Saved entries:
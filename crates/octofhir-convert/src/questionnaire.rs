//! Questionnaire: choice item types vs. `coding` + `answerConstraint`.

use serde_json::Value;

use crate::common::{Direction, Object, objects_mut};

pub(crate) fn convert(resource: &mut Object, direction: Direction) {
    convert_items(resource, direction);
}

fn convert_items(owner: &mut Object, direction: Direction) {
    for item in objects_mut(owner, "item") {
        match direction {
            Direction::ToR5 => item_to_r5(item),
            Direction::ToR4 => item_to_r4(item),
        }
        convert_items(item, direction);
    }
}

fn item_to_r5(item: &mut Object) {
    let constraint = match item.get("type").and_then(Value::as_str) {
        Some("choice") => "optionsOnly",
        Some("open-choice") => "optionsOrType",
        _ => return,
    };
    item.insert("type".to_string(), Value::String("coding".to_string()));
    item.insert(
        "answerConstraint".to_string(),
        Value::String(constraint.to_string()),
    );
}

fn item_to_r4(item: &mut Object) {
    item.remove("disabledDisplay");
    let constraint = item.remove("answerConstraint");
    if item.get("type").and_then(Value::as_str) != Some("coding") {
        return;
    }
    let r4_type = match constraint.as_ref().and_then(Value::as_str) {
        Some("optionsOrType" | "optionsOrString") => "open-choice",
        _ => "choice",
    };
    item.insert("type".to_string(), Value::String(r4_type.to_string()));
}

...

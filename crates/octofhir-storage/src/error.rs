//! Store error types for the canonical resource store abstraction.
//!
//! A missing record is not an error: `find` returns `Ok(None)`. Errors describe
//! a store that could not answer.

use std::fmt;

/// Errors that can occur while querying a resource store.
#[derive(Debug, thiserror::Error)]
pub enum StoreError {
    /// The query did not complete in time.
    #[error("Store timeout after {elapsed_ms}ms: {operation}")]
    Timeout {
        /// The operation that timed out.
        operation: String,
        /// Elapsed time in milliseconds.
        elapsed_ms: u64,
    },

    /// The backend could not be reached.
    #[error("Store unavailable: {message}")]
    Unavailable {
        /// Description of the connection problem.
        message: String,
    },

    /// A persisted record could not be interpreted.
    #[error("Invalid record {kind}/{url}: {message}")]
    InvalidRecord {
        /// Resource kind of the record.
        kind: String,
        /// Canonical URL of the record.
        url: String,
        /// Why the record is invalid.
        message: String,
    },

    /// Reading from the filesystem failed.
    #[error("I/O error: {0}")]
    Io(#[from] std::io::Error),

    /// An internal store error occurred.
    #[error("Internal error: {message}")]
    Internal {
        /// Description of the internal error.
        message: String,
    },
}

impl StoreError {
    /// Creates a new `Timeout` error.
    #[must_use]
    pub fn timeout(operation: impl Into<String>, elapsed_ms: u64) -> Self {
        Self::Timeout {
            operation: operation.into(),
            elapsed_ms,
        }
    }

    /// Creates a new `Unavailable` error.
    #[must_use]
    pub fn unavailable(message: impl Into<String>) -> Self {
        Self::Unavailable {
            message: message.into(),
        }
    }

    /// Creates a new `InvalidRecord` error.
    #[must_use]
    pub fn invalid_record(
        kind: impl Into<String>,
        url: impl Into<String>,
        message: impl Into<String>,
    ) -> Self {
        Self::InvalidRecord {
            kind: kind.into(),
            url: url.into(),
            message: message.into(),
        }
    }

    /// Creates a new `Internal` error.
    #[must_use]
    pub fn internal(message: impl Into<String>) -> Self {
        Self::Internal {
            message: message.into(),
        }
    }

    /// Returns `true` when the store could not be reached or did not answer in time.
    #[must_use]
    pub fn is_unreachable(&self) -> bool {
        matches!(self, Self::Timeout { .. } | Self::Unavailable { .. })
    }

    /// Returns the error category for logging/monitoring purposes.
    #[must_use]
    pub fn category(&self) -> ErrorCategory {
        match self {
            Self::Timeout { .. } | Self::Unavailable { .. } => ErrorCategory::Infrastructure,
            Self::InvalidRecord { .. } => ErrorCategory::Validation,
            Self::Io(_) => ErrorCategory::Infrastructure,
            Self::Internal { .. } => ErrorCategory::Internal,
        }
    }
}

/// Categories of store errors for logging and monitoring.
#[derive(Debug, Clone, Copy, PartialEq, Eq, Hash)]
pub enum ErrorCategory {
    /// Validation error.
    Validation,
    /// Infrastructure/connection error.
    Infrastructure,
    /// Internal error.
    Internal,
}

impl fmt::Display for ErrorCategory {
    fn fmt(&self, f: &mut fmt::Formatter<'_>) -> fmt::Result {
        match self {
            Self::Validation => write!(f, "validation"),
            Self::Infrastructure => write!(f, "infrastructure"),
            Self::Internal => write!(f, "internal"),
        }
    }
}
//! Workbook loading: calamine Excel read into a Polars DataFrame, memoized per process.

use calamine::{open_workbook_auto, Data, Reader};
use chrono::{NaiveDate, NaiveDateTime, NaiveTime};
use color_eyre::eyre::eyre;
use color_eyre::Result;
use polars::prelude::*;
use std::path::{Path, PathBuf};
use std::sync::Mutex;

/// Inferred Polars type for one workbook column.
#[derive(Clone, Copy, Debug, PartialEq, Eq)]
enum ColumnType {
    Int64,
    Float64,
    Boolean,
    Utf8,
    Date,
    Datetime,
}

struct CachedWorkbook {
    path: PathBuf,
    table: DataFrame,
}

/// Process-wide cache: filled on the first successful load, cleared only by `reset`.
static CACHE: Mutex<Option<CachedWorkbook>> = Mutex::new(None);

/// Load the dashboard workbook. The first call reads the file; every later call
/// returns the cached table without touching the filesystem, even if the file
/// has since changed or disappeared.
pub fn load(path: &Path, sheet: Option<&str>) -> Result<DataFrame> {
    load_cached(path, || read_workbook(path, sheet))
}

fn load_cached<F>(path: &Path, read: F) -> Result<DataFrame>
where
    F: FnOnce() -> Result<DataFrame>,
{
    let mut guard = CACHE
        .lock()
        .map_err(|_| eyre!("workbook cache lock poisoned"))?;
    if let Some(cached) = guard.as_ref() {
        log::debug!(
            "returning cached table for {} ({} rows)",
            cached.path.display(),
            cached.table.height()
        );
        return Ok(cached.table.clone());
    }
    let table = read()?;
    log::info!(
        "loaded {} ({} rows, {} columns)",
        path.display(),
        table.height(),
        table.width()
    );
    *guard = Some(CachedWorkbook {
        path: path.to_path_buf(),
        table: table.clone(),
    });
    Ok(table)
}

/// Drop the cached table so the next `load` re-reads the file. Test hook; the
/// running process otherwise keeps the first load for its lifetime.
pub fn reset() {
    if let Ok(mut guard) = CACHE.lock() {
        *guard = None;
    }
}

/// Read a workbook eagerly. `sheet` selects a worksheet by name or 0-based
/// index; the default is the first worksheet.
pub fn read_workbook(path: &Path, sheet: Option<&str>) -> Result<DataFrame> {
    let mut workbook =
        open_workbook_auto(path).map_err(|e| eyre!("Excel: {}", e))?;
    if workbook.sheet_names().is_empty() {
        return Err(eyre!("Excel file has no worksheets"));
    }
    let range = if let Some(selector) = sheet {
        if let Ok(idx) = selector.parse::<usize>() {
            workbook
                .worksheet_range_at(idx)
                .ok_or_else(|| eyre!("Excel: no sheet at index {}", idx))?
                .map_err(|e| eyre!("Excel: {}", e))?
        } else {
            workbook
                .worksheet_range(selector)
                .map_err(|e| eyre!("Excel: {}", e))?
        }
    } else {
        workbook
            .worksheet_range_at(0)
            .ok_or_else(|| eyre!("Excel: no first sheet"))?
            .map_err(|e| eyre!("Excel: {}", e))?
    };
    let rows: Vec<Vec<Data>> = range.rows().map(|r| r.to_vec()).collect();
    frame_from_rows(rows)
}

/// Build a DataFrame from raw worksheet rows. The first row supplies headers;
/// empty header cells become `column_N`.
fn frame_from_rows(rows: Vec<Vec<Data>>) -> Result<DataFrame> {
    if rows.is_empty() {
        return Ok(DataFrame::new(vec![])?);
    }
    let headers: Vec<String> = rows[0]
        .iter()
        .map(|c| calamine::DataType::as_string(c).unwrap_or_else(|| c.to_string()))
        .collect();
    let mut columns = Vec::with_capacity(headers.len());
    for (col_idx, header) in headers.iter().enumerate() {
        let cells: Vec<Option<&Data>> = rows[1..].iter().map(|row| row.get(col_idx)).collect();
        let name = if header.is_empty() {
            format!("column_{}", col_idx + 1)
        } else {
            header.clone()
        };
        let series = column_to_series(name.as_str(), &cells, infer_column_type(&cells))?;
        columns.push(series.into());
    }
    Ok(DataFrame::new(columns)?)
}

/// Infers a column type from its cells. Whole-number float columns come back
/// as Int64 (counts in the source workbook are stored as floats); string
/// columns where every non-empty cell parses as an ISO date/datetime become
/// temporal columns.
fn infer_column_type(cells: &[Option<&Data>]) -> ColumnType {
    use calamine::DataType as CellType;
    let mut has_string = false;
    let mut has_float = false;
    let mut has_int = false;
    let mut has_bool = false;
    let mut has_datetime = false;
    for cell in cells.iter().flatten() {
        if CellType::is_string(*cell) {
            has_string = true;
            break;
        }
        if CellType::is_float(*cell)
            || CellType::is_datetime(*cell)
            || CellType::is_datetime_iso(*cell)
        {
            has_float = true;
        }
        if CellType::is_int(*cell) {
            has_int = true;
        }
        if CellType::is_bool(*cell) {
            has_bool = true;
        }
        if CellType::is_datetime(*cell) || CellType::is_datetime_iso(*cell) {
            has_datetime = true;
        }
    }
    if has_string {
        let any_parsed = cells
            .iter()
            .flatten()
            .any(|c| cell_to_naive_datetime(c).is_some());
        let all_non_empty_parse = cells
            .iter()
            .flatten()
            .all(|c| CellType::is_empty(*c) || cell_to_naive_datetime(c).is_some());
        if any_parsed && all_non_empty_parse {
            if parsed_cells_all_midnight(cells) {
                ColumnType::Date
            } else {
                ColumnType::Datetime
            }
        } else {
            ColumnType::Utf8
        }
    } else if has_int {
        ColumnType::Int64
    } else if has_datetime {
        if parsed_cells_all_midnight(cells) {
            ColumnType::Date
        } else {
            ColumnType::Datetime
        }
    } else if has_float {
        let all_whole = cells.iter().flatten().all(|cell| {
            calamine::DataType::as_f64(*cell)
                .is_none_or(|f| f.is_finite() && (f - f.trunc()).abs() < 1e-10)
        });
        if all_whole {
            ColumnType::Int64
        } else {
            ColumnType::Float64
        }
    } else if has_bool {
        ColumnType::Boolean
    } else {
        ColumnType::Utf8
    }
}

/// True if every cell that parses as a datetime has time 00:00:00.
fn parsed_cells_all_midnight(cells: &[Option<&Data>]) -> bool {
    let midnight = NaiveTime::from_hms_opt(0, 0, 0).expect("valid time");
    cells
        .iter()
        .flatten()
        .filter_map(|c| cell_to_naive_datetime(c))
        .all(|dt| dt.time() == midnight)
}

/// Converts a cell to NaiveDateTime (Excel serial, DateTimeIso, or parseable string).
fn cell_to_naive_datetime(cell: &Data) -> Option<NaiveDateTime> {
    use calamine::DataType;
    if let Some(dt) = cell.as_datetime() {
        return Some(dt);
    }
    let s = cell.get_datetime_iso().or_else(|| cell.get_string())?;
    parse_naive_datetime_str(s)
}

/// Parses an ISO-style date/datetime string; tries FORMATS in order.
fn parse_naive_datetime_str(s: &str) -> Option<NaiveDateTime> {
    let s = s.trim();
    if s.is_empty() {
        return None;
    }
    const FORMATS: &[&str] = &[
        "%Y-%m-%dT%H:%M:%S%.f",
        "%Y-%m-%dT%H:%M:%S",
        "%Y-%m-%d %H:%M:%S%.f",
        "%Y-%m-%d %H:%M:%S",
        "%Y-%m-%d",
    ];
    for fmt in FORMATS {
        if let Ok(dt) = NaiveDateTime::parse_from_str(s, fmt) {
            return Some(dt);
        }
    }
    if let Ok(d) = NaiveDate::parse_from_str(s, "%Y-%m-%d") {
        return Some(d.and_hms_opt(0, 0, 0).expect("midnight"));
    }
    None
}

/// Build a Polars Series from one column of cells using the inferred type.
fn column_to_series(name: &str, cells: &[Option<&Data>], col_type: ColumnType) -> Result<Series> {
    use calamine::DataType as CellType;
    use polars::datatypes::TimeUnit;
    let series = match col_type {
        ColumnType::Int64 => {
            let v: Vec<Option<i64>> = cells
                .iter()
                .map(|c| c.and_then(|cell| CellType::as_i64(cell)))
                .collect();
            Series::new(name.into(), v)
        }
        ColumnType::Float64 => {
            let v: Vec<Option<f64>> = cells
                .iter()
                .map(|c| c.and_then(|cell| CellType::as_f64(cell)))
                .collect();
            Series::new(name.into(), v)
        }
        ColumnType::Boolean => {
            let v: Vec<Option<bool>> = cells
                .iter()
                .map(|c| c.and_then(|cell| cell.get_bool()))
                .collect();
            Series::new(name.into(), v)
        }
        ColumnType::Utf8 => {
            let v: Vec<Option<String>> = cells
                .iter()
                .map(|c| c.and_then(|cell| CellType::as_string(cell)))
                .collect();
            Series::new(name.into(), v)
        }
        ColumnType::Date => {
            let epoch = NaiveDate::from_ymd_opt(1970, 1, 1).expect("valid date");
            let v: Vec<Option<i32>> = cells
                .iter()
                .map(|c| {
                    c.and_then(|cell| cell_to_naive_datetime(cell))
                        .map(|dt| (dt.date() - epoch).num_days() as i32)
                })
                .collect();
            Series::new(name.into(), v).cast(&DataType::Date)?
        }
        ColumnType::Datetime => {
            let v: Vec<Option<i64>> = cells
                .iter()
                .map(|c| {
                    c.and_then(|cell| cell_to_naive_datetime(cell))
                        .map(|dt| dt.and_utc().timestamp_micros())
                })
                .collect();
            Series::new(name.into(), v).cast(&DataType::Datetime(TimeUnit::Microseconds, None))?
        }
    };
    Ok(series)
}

# Work item
Find each line above that contains "StoreError", and copy those lines.

# Your solution
pub enum StoreError {
impl StoreError {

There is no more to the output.